Industrial Assn. of San Francisco v. United States
Headline: Court reverses injunction against builders’ permit system, ruling locally aimed 'open shop' measures did not unlawfully restrain interstate building-materials trade and limiting federal antitrust intervention in local labor disputes.
Holding:
- Limits federal antitrust power over local labor and construction disputes.
- Allows local permit and hiring policies to proceed absent clear, direct effect on interstate trade.
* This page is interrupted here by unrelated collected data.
//! 驱动门面集成测试
//!
//! 通过 Mock CAN 适配器驱动完整的轮询 / 指令周期。

use allegro_can::{AllegroFrame, CanTransport, MockCanAdapter, MockCanHandle};
use allegro_driver::*;
use allegro_protocol::{ID_CMD_SET_TORQUE_BASE, ID_RTR_FINGER_POSE_BASE, ID_RTR_HAND_INFO};

type MockHand = AllegroHand<CanTransport<MockCanAdapter>>;

/// 建立连接并清掉启动序列发出的帧
fn connected_hand() -> (MockHand, MockCanHandle) {
    let (adapter, handle) = MockCanAdapter::new();
    let hand = AllegroHandBuilder::new()
        .channel("can0")
        .build_with(|_| Ok(CanTransport::new(adapter)))
        .unwrap();
    handle.take_sent();
    (hand, handle)
}

fn hand_info_frame(version_byte: u8) -> AllegroFrame {
    AllegroFrame::new_standard(
        ID_RTR_HAND_INFO as u16,
        &[
            0x00,         // Byte 0: 硬件版本低字节
            version_byte, // Byte 1: 硬件版本高字节
            0x10,         // Byte 2-3: 固件版本
            0x00,
            0x00, // Byte 4: 右手
            35,   // Byte 5: 温度
            0x01, // Byte 6: 伺服 ON
        ],
    )
}

fn position_frame(group: u8, raw: [i16; 4]) -> AllegroFrame {
    let mut data = [0u8; 8];
    for (i, value) in raw.iter().enumerate() {
        data[i * 2..i * 2 + 2].copy_from_slice(&value.to_le_bytes());
    }
    AllegroFrame::new_standard((ID_RTR_FINGER_POSE_BASE + group as u32) as u16, &data)
}

fn push_all_positions(handle: &MockCanHandle) {
    for group in 0..4 {
        handle.push_rx(position_frame(group, [0; 4]));
    }
}

fn torque_payload(frame: &AllegroFrame) -> [i16; 4] {
    let d = frame.data;
    [
        i16::from_le_bytes([d[0], d[1]]),
        i16::from_le_bytes([d[2], d[3]]),
        i16::from_le_bytes([d[4], d[5]]),
        i16::from_le_bytes([d[6], d[7]]),
    ]
}

#[test]
fn test_hand_info_calibrates_12v_limits() {
    let (mut hand, handle) = connected_hand();
    assert!(hand.limits().is_none());

    handle.push_rx(hand_info_frame(4));
    hand.poll_cycle().unwrap();

    let limits = hand.limits().unwrap();
    assert_eq!(limits.voltage_class().global_ceiling(), 1200.0);
    assert_eq!(limits.scale_constant(), 1200.0);
    assert_eq!(limits.ceiling(JointId::new(0).unwrap()), 375.0);
    assert_eq!(hand.hardware_info().unwrap().temperature_c, 35);
}

#[test]
fn test_position_tick_decodes_to_radians() {
    let (mut hand, handle) = connected_hand();
    handle.push_rx(position_frame(0, [6554, 0, 0, 0]));
    hand.poll_cycle().unwrap();

    let expected = 6554.0 * (333.3 / 65536.0) * (std::f64::consts::PI / 180.0);
    let actual = hand.positions()[0];
    assert!((actual - expected).abs() < 1e-12);
    assert!((actual - 0.5814).abs() < 1e-3);
}

#[test]
fn test_ready_only_after_all_four_groups() {
    let (mut hand, handle) = connected_hand();
    for group in 0..4u8 {
        assert!(!hand.is_ready());
        handle.push_rx(position_frame(group, [0; 4]));
        hand.poll_cycle().unwrap();
    }
    assert!(hand.is_ready());

    hand.reset_readiness();
    assert!(!hand.is_ready());
}

#[test]
fn test_poll_drains_all_pending_frames() {
    let (mut hand, handle) = connected_hand();
    handle.push_rx(hand_info_frame(3));
    push_all_positions(&handle);
    handle.push_rx(AllegroFrame::new_standard(0x123, &[0xDE, 0xAD]));

    let report = hand.poll_cycle().unwrap();
    assert_eq!(report, PollReport { applied: 6, dropped: 0 });
    assert_eq!(handle.pending_rx(), 0);

    // 队列为空不是错误
    assert_eq!(hand.poll_cycle().unwrap(), PollReport::default());
}

#[test]
fn test_malformed_frame_dropped_and_processing_continues() {
    let (mut hand, handle) = connected_hand();
    handle.push_rx(AllegroFrame::new_standard(0x21, &[1, 2, 3]));
    handle.push_rx(position_frame(2, [100, 0, 0, 0]));

    let report = hand.poll_cycle().unwrap();
    assert_eq!(report, PollReport { applied: 1, dropped: 1 });
    assert!(hand.positions()[8] > 0.0);
    assert!(hand.positions()[4] == 0.0);
}

#[test]
fn test_saturated_torque_clamps_to_ceiling() {
    let (mut hand, handle) = connected_hand();
    handle.push_rx(hand_info_frame(4));
    push_all_positions(&handle);
    hand.poll_cycle().unwrap();

    // 0.75 * 1200 = 900 PWM，roll 关节上限 375
    let mut torque = [0.0; JOINT_COUNT];
    torque[0] = 0.75;
    torque[12] = -0.75;
    hand.command_cycle(&torque).unwrap();

    let sent = handle.take_sent();
    assert_eq!(sent.len(), 4);
    assert_eq!(sent[0].id, ID_CMD_SET_TORQUE_BASE);
    assert_eq!(torque_payload(&sent[0]), [375, 0, 0, 0]);
    // 拇指 roll 上限 525
    assert_eq!(torque_payload(&sent[3]), [-525, 0, 0, 0]);
    assert_eq!(hand.last_pwm()[0], 375);
}

#[test]
fn test_command_emits_one_frame_per_finger() {
    let (mut hand, handle) = connected_hand();
    handle.push_rx(hand_info_frame(4));
    push_all_positions(&handle);
    hand.poll_cycle().unwrap();

    let torque: [f64; JOINT_COUNT] = std::array::from_fn(|j| j as f64 / 1200.0);
    hand.command_cycle(&torque).unwrap();

    let sent = handle.take_sent();
    let ids: Vec<u32> = sent.iter().map(|f| f.id).collect();
    assert_eq!(ids, vec![0x60, 0x61, 0x62, 0x63]);
    // 1200 * j/1200 在浮点下可能略小于 j，向零截断
    for (finger, frame) in sent.iter().enumerate() {
        for (k, pwm) in torque_payload(frame).iter().enumerate() {
            let j = (finger * 4 + k) as i16;
            assert!(*pwm == j || *pwm == j - 1, "joint {} got {}", j, pwm);
        }
    }
}

#[test]
fn test_not_ready_skips_emission() {
    let (mut hand, handle) = connected_hand();
    handle.push_rx(hand_info_frame(4));
    handle.push_rx(position_frame(0, [0; 4]));
    hand.poll_cycle().unwrap();

    let err = hand.command_cycle(&[0.1; JOINT_COUNT]).unwrap_err();
    assert!(matches!(err, DriverError::NotReady));
    assert!(err.is_transient());
    assert!(handle.sent().is_empty());
    // 期望力矩仍然整体覆盖
    assert_eq!(hand.desired_torque(), &[0.1; JOINT_COUNT]);
}

#[test]
fn test_poll_with_estop_touches_no_transport() {
    let (mut hand, handle) = connected_hand();
    push_all_positions(&handle);
    let calls_before = handle.receive_calls();

    hand.emergency_stop().trigger();
    let err = hand.poll_cycle().unwrap_err();

    assert!(matches!(err, DriverError::Stopped));
    assert_eq!(handle.receive_calls(), calls_before);
    assert_eq!(handle.pending_rx(), 4);
    assert!(handle.sent().is_empty());
    assert!(!hand.is_ready());
}

#[test]
fn test_command_with_estop_still_writes_all_fingers() {
    let (mut hand, handle) = connected_hand();
    handle.push_rx(hand_info_frame(4));
    push_all_positions(&handle);
    hand.poll_cycle().unwrap();

    let estop = hand.emergency_stop();
    estop.trigger();
    let err = hand.command_cycle(&[0.0; JOINT_COUNT]).unwrap_err();

    assert!(matches!(err, DriverError::Stopped));
    let ids: Vec<u32> = handle.take_sent().iter().map(|f| f.id).collect();
    assert_eq!(ids, vec![0x60, 0x61, 0x62, 0x63]);

    // 解除后恢复正常
    estop.clear();
    hand.command_cycle(&[0.0; JOINT_COUNT]).unwrap();
    hand.poll_cycle().unwrap();
}

#[test]
fn test_estop_before_ready_reports_stopped() {
    let (mut hand, handle) = connected_hand();
    hand.emergency_stop().trigger();

    let err = hand.command_cycle(&[0.0; JOINT_COUNT]).unwrap_err();
    assert!(matches!(err, DriverError::Stopped));
    assert!(handle.sent().is_empty());
}

#[test]
fn test_external_estop_handle_is_shared() {
    let (adapter, _handle) = MockCanAdapter::new();
    let estop = EmergencyStop::new();
    let mut hand = AllegroHandBuilder::new()
        .emergency_stop(estop.clone())
        .build_with(|_| Ok(CanTransport::new(adapter)))
        .unwrap();

    std::thread::spawn(move || estop.trigger()).join().unwrap();
    assert!(matches!(hand.poll_cycle(), Err(DriverError::Stopped)));
}

#[test]
fn test_later_hand_info_does_not_change_limits() {
    let (mut hand, handle) = connected_hand();
    handle.push_rx(hand_info_frame(2));
    hand.poll_cycle().unwrap();
    handle.push_rx(hand_info_frame(4));
    hand.poll_cycle().unwrap();

    assert_eq!(hand.limits().unwrap().revision(), HandRevision::V2);
    assert_eq!(hand.limits().unwrap().voltage_class().global_ceiling(), 500.0);
}

#[test]
fn test_shutdown_stops_streaming_and_closes() {
    let (mut hand, handle) = connected_hand();
    hand.shutdown().unwrap();

    let sent = handle.take_sent();
    assert_eq!(sent.len(), 1);
    assert_eq!(sent[0].id, 0x81);
    assert_eq!(sent[0].data_slice(), &[0; 6]);
    assert!(handle.is_closed());

    // 关闭后的周期调用返回传输错误
    assert!(matches!(
        hand.poll_cycle(),
        Err(DriverError::Transport(CanError::Closed))
    ));
}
- Reduces chances of nationwide injunctions based on incidental effects in local industries.
Summary
Background
The United States sued a group of unions, builders’ associations, contractors, and other local groups over a dispute in San Francisco’s building trades. The defendants adopted an “American plan” or “open shop” policy and used a permit system to control who could buy certain building materials, mostly produced in California. The dispute arose after strikes and counter-efforts during fights over wages, hours, and union rules, and the Government argued the permit system unlawfully restrained interstate trade in building supplies.
Reasoning
The Court considered whether the permit rules and related conduct directly and substantially blocked goods moving between states. It found the permit list mostly covered local California-made materials and that any effect on out-of-state shipments was incidental, indirect, or too small to prove a deliberate restraint of interstate commerce. The Court relied on prior decisions distinguishing direct national boycotts from local labor struggles and concluded the evidence showed only remote or sporadic interference, not the kind of intentional national trade blockage the antitrust law targets. As a result, the lower court’s broad injunction could not be sustained.
Real world impact
The ruling removes the court order that barred the local groups from using the permit system and ends this particular federal antitrust challenge. It leaves the local fight over open shop versus closed shop largely to local choices and politics. The decision also signals that federal antitrust law will not reach local labor or construction practices unless there is clear, direct, and substantial interference with interstate trade.